Exercise objective » Report every line of the entries that contains the word "TlsConnector".

Provided information »
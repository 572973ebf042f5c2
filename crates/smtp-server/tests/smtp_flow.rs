use base64::{engine::general_purpose::STANDARD as B64, Engine as _};
use serial_test::serial;
use smtp_server::{EmailServer, ServerConfig, StoreError};
use std::sync::Arc;
use tokio::io::{AsyncBufReadExt, AsyncRead, AsyncWrite, AsyncWriteExt, BufReader};
use tokio::net::TcpStream;
use tokio_rustls::rustls::{self, pki_types::ServerName, RootCertStore};
use tokio_rustls::TlsConnector;

struct Client<S> {
    reader: BufReader<S>,
}

impl<S: AsyncRead + AsyncWrite + Unpin> Client<S> {
    fn new(stream: S) -> Self {
        Client {
            reader: BufReader::new(stream),
        }
    }

    async fn send(&mut self, line: &str) {
        let stream = self.reader.get_mut();
        stream.write_all(line.as_bytes()).await.unwrap();
        stream.write_all(b"\r\n").await.unwrap();
        stream.flush().await.unwrap();
    }

    async fn reply(&mut self) -> String {
        let mut lines = Vec::new();
        loop {
            let mut line = String::new();
            self.reader.read_line(&mut line).await.unwrap();
            let line = line.trim_end().to_string();
            let last = line.as_bytes().get(3) != Some(&b'-');
            lines.push(line);
            if last {
                return lines.join("\n");
            }
        }
    }

    async fn cmd(&mut self, line: &str) -> String {
        self.send(line).await;
        self.reply().await
    }

    async fn deliver(&mut self, from: &str, to: &str, body: &str) -> String {
        assert_eq!(self.cmd(&format!("MAIL FROM:<{from}>")).await, "250 2.1.0 OK");
        assert_eq!(self.cmd(&format!("RCPT TO:<{to}>")).await, "250 2.1.5 OK");
        assert!(self.cmd("DATA").await.starts_with("354"));
        self.send(body).await;
        self.send(".").await;
        self.reply().await
    }
}

async fn connect(port: u16) -> Client<TcpStream> {
    let stream = TcpStream::connect(("127.0.0.1", port)).await.unwrap();
    let mut client = Client::new(stream);
    assert!(client.reply().await.starts_with("220 localhost"));
    client
}

fn ephemeral_config() -> ServerConfig {
    ServerConfig {
        port: 0,
        ..ServerConfig::default()
    }
}

#[tokio::test]
#[serial]
async fn captures_a_plain_message_on_the_default_port() {
    let mut server = EmailServer::new(ServerConfig::default());
    let port = server.start().await.unwrap();
    assert!(port >= 1025);

    let mut client = connect(port).await;
    client.cmd("EHLO client.test").await;
    let reply = client
        .deliver("a@x.com", "b@y.com", "From: a@x.com\r\nSubject: hi\r\n\r\nhello")
        .await;
    assert!(reply.starts_with("250"));
    assert_eq!(client.cmd("QUIT").await, "221 2.0.0 Bye");

    let messages = server.list_messages();
    assert_eq!(messages.len(), 1);
    assert_eq!(messages[0].subject, "hi");
    assert_eq!(messages[0].from, "a@x.com");
    assert_eq!(messages[0].plain_body.trim(), "hello");
    assert!(!messages[0].has_html);
    assert_eq!(server.get_config().connection_count, 1);

    server.stop().await.unwrap();
}

#[tokio::test]
async fn concurrent_clients_are_all_captured() {
    let mut server = EmailServer::new(ephemeral_config());
    let port = server.start().await.unwrap();

    let sends = (0..2).map(|i| {
        tokio::spawn(async move {
            let mut client = connect(port).await;
            client.cmd("HELO client.test").await;
            let body = format!("Subject: message {i}\r\n\r\nbody {i}");
            let reply = client.deliver("a@x.com", "b@y.com", &body).await;
            client.cmd("QUIT").await;
            reply
        })
    });
    for send in sends.collect::<Vec<_>>() {
        assert!(send.await.unwrap().starts_with("250"));
    }

    let snapshot = server.get_config();
    assert_eq!(snapshot.connection_count, 2);
    assert!(snapshot.running);

    let messages = server.list_messages();
    assert_eq!(messages.len(), 2);
    assert!(messages[0].id > messages[1].id);

    server.stop().await.unwrap();
}

#[tokio::test]
async fn message_accessors_follow_the_store() {
    let mut server = EmailServer::new(ephemeral_config());
    let port = server.start().await.unwrap();

    let mut client = connect(port).await;
    client.cmd("EHLO client.test").await;
    client.deliver("a@x.com", "b@y.com", "Subject: one\r\n\r\n1").await;
    client.deliver("a@x.com", "b@y.com", "Subject: two\r\n\r\n2").await;

    let newest = server.list_messages().remove(0);
    assert_eq!(newest.subject, "two");
    assert_eq!(server.get_message(newest.id).unwrap().subject, "two");

    assert!(server.delete_message(newest.id));
    assert!(!server.delete_message(newest.id));
    assert_eq!(server.get_message(newest.id).unwrap_err(), StoreError::NotFound(newest.id));

    server.clear_messages();
    assert!(server.list_messages().is_empty());
    assert_eq!(server.get_config().connection_count, 2);

    server.stop().await.unwrap();
}

#[tokio::test]
async fn occupied_port_falls_back_to_the_next_one() {
    let blocker = std::net::TcpListener::bind("127.0.0.1:0").unwrap();
    let taken = blocker.local_addr().unwrap().port();

    let mut server = EmailServer::new(ServerConfig {
        port: taken,
        ..ServerConfig::default()
    });
    let port = server.start().await.unwrap();
    assert_ne!(port, taken);

    let snapshot = server.get_config();
    assert_eq!(snapshot.requested_port, taken);
    assert_eq!(snapshot.config.port, port);

    server.stop().await.unwrap();
    server.stop().await.unwrap();
    assert!(!server.is_running());
}

#[tokio::test]
async fn snapshot_never_exposes_the_password() {
    let server = EmailServer::new(ServerConfig {
        username: "user".to_string(),
        password: "hunter2".to_string(),
        ..ephemeral_config()
    });

    let snapshot = server.get_config();
    assert!(snapshot.auth_enabled);
    assert!(!snapshot.running);

    let json = serde_json::to_string(&snapshot).unwrap();
    assert!(json.contains("\"username\":\"user\""));
    assert!(!json.contains("hunter2"));
}

#[tokio::test]
async fn mandatory_tls_with_authentication() {
    let certs = tempfile::tempdir().unwrap();
    let config = ServerConfig {
        username: "user".to_string(),
        password: "secret".to_string(),
        use_tls: true,
        cert_dir: certs.path().to_path_buf(),
        ..ephemeral_config()
    };
    let cert_path = config.cert_path();
    let mut server = EmailServer::new(config);
    let port = server.start().await.unwrap();
    assert!(cert_path.exists());
    assert!(certs.path().join("key.pem").exists());

    let mut client = connect(port).await;
    let ehlo = client.cmd("EHLO client.test").await;
    assert!(ehlo.contains("STARTTLS"));
    assert!(!ehlo.contains("AUTH"));

    let credentials = B64.encode(b"\0user\0secret");
    let refused = client.cmd(&format!("AUTH PLAIN {credentials}")).await;
    assert!(refused.starts_with("530"));
    assert_eq!(client.cmd("STARTTLS").await, "220 2.0.0 Ready to start TLS");

    let mut roots = RootCertStore::empty();
    for cert in smtp_server::tls::load_certs(&cert_path).unwrap() {
        roots.add(cert).unwrap();
    }
    let tls_config = rustls::ClientConfig::builder_with_provider(Arc::new(
        rustls::crypto::ring::default_provider(),
    ))
    .with_safe_default_protocol_versions()
    .unwrap()
    .with_root_certificates(roots)
    .with_no_client_auth();
    let connector = TlsConnector::from(Arc::new(tls_config));
    let stream = connector
        .connect(ServerName::try_from("localhost").unwrap(), client.reader.into_inner())
        .await
        .unwrap();

    let mut client = Client::new(stream);
    let ehlo = client.cmd("EHLO client.test").await;
    assert!(ehlo.contains("AUTH PLAIN LOGIN"));
    assert!(!ehlo.contains("STARTTLS"));
    assert!(client.cmd("STARTTLS").await.starts_with("503"));
    assert_eq!(
        client.cmd(&format!("AUTH PLAIN {credentials}")).await,
        "235 2.7.0 Authentication successful"
    );
    let reply = client
        .deliver("a@x.com", "b@y.com", "Subject: secure\r\n\r\nover tls")
        .await;
    assert!(reply.starts_with("250"));
    client.cmd("QUIT").await;

    assert_eq!(server.list_messages()[0].subject, "secure");
    server.stop().await.unwrap();
}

Expected answer »
use tokio_rustls::TlsConnector;
    let connector = TlsConnector::from(Arc::new(tls_config));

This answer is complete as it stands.